Tra una scivolata sul palco e un mazzo di fiori all’avversaria, passando per i soliti selfie con i suoi fan (compresa una foto dove è immortalato mentre fa le corna in testa a un ragazzino), Silvio Berlusconi è sceso in campagna elettorale. Scelta tutt’altro che scontata, visto che più di un osservatore aveva previsto nelle scorse settimane un sostanziale disimpegno del Cavaliere dalla competizione per le regionali in quanto tutto sembrava già perduto con Forza Italia in disarmo, la Lega di Salvini pronta a fagocitarla e Matteo Renzi tranquillo a banchettare sui resti del centrodestra.



Se Berlusconi si è lanciato nell’ennesima campagna elettorale significa che i margini per un buon risultato ci sono. I sondaggi continuano a non premiare Forza Italia, ma al Cav interessa fino a un certo punto: dopo aver rottamato il Pdl, l’ex premier è ormai deciso a disfarsi anche del movimento azzurro.

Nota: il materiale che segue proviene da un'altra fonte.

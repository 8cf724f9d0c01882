//! Ontology classes, their identifiers and sets of them
use core::fmt::Debug;
use std::fmt::Display;

use crate::corpus::Corpus;

mod group;
mod internal;

pub use group::{ClassSet, ClassSetIter};
pub(crate) use internal::ClassInternal;

/// An opaque ontology class identifier, e.g. `GO:0008150` or `HP:0000118`
///
/// `ClassId`s compare lexically. The scorers use that ordering for all
/// documented tie-breaks, so results are reproducible across runs.
#[derive(Clone, PartialEq, Eq, Hash, PartialOrd, Ord)]
pub struct ClassId {
    inner: Box<str>,
}

impl ClassId {
    /// Returns the identifier as a string slice
    pub fn as_str(&self) -> &str {
        &self.inner
    }
}

impl From<&str> for ClassId {
    fn from(s: &str) -> Self {
        Self { inner: s.into() }
    }
}

impl From<String> for ClassId {
    fn from(s: String) -> Self {
        Self {
            inner: s.into_boxed_str(),
        }
    }
}

impl Debug for ClassId {
    fn fmt(&self, f: &mut std::fmt::Formatter<'_>) -> std::fmt::Result {
        write!(f, "ClassId({})", self.inner)
    }
}

impl Display for ClassId {
    fn fmt(&self, f: &mut std::fmt::Formatter<'_>) -> std::fmt::Result {
        write!(f, "{}", self.inner)
    }
}

impl PartialEq<str> for ClassId {
    fn eq(&self, other: &str) -> bool {
        &*self.inner == other
    }
}

/// Dense index of a class within one [`Corpus`]
///
/// Indices are assigned at corpus build time in lexical [`ClassId`] order,
/// so comparing two `ClassIdx` values of the same corpus is equivalent to
/// comparing their class ids. An index is only meaningful for the corpus
/// that produced it.
#[derive(Copy, Clone, Eq, Hash, Ord, PartialEq, PartialOrd)]
pub struct ClassIdx {
    inner: u32,
}

impl ClassIdx {
    pub(crate) fn to_usize(self) -> usize {
        self.inner as usize
    }
}

impl From<u32> for ClassIdx {
    fn from(inner: u32) -> Self {
        Self { inner }
    }
}

impl From<usize> for ClassIdx {
    fn from(n: usize) -> Self {
        Self {
            inner: u32::try_from(n).expect("class index exceeds u32"),
        }
    }
}

impl Debug for ClassIdx {
    fn fmt(&self, f: &mut std::fmt::Formatter<'_>) -> std::fmt::Result {
        write!(f, "ClassIdx({})", self.inner)
    }
}

impl Display for ClassIdx {
    fn fmt(&self, f: &mut std::fmt::Formatter<'_>) -> std::fmt::Result {
        write!(f, "{}", self.inner)
    }
}

/// A single ontology class, borrowed from a [`Corpus`]
///
/// The view resolves relationship and information-content data through the
/// corpus it was created from.
#[derive(Debug, Clone, Copy)]
pub struct Class<'a> {
    idx: ClassIdx,
    internal: &'a ClassInternal,
    corpus: &'a Corpus,
}

impl<'a> Class<'a> {
    pub(crate) fn new(corpus: &'a Corpus, idx: ClassIdx, internal: &'a ClassInternal) -> Self {
        Class {
            idx,
            internal,
            corpus,
        }
    }

    /// Returns the dense index of the class within its corpus
    pub fn idx(&self) -> ClassIdx {
        self.idx
    }

    /// Returns the identifier of the class, e.g. `GO:0008150`
    pub fn id(&self) -> &'a ClassId {
        self.internal.id()
    }

    /// Returns the human-readable label of the class
    pub fn label(&self) -> &'a str {
        self.internal.label()
    }

    /// Returns the indices of the direct parents
    pub fn parent_idxs(&self) -> &'a ClassSet {
        self.internal.parents()
    }

    /// Returns the reflexive-transitive ancestor closure, including `self`
    pub fn ancestor_idxs(&self) -> &'a ClassSet {
        self.internal.ancestors()
    }

    /// Returns an iterator over the direct parent classes
    pub fn parents(&self) -> Classes<'a> {
        Classes::new(self.internal.parents(), self.corpus)
    }

    /// Returns an iterator over all ancestors, including `self`
    pub fn ancestors(&self) -> Classes<'a> {
        Classes::new(self.internal.ancestors(), self.corpus)
    }

    /// Returns the number of corpus entities annotated to this class
    /// (directly or through a descendant)
    pub fn frequency(&self) -> u64 {
        self.internal.frequency()
    }

    /// Returns the information content, or `None` if the class is never
    /// annotated in the corpus
    pub fn ic(&self) -> Option<f64> {
        self.corpus.ic_model().ic(self.idx)
    }

    /// Returns `true` if `self` is an ancestor of `other` (or the same class)
    pub fn ancestor_of(&self, other: &Class) -> bool {
        other.ancestor_idxs().contains(self.idx)
    }

    /// Returns `true` if `self` is a descendant of `other` (or the same class)
    pub fn descendant_of(&self, other: &Class) -> bool {
        other.ancestor_of(self)
    }
}

impl PartialEq for Class<'_> {
    fn eq(&self, other: &Self) -> bool {
        self.idx == other.idx
    }
}

impl Eq for Class<'_> {}

/// Iterates the [`Class`]es of a [`ClassSet`]
pub struct Classes<'a> {
    inner: ClassSetIter<'a>,
    corpus: &'a Corpus,
}

impl<'a> Classes<'a> {
    pub(crate) fn new(group: &'a ClassSet, corpus: &'a Corpus) -> Self {
        Classes {
            inner: group.into_iter(),
            corpus,
        }
    }
}

impl<'a> Iterator for Classes<'a> {
    type Item = Class<'a>;
    fn next(&mut self) -> Option<Self::Item> {
        self.inner.next().map(|idx| {
            self.corpus
                .class(idx)
                .expect("class sets only hold indices of their own corpus")
        })
    }
}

La prospettiva è quella di fondare dopo l’estate il Partito repubblicano modello americano, un grande contenitore liberale e moderato. L’ha ripetuto anche ieri nel suo tour in Liguria in appoggio del consigliere Giovanni Toti: la sinistra si può battere, ha detto, «solo con un progetto liberale, capace di raccogliere il consenso di tutto il centro-destra moderato», di tutti «coloro che non si riconoscono nella sinistra».



Ciò comporta non soltanto tenere insieme gli azzurri, ma federare anche Lega, Fratelli d’Italia, Ncd, Popolari per l’Italia. Il percorso non è semplice, ma Berlusconi e il centrodestra — dopo tanto tempo — hanno la sensazione che Matteo Renzi sia tutt’altro che imbattibile e che il 41% delle europee di un anno fa sia un exploit irripetibile per i democratici.

Non ci sono soltanto le divisioni interne al Pd che puntellano le speranze del Cavaliere, perché le liti attraversano tutti i partiti: gli azzurri hanno Fitto e forse Verdini, la Lega ha Tosi e perfino il Nuovo centrodestra deve fare i conti con la fronda di Nunzia De Girolamo. Gli alleati veri di Berlusconi oggi sono tre. Il primo è la sentenza della Consulta sulle pensioni, che il governo Renzi si prepara a non rispettare restituendo una minima parte del dovuto. Se Forza Italia riuscisse a fare passare l’idea che Renzi è un nemico dei pensionati, avrebbe quasi la vittoria in tasca.



Gli altri due alleati del Cav sono i vincitori delle elezioni in Francia e Gran Bretagna, cioè Sarkozy e Cameron. Due leader di partiti moderati che sembravano in disarmo mentre hanno avuto un colpo di reni vincente non previsto dai sondaggi. Entrambi hanno cavalcato l’antieuropeismo non in chiave populista, a differenza dei vari Farage e Le Pen (e da noi Grillo e Salvini) ma promettendo di poter «pilotare» un cambiamento nei rapporti con Bruxelles, e quindi con Berlino. Disattendendo la sentenza sulle pensioni, Renzi si comporterebbe come Monti e Letta: ossequioso ai diktat europei sul bilancio e sprezzante verso i diritti (e i portafogli) dei propri connazionali.

Ecco dunque il rinnovato attacco al premier-segretario Pd, definito «il pericolo numero uno della democrazia», che «impone i suoi provvedimenti con una autorità e una violenza mai viste nella storia del Parlamento». E va sottolineato il fatto che Berlusconi abbia scelto proprio la Liguria per tornare in pista, regione dove i sondaggi danno la candidata del Pd in vantaggio esiguo su Toti per la presenza di Luca Pastorino, vicino a Cofferati, Sel e minoranza civatiana.

Renzi è convinto che le regionali saranno poco più di una passeggiata che sancirà la sua linea: i «vecchi» fanno perdere voti, soltanto lui è l’uomo vincente. Ma il rottamatore non tiene in sufficiente conto le tensioni interne e la leggerezza con cui egli stesso ha affrontato la questione morale in Campania sostenendo Vincenzo De Luca. Veneto, Liguria e Campania sono partite aperte, e lo sarebbe anche la Puglia se Forza Italia non si presentasse con due candidati. Se dall’attuale 5-2 si finisse 4-3, lo smacco per Renzi sarebbe clamoroso, forse al punto da indurlo alle dimissioni e al voto. Con una legge elettorale che si è cucito su misura.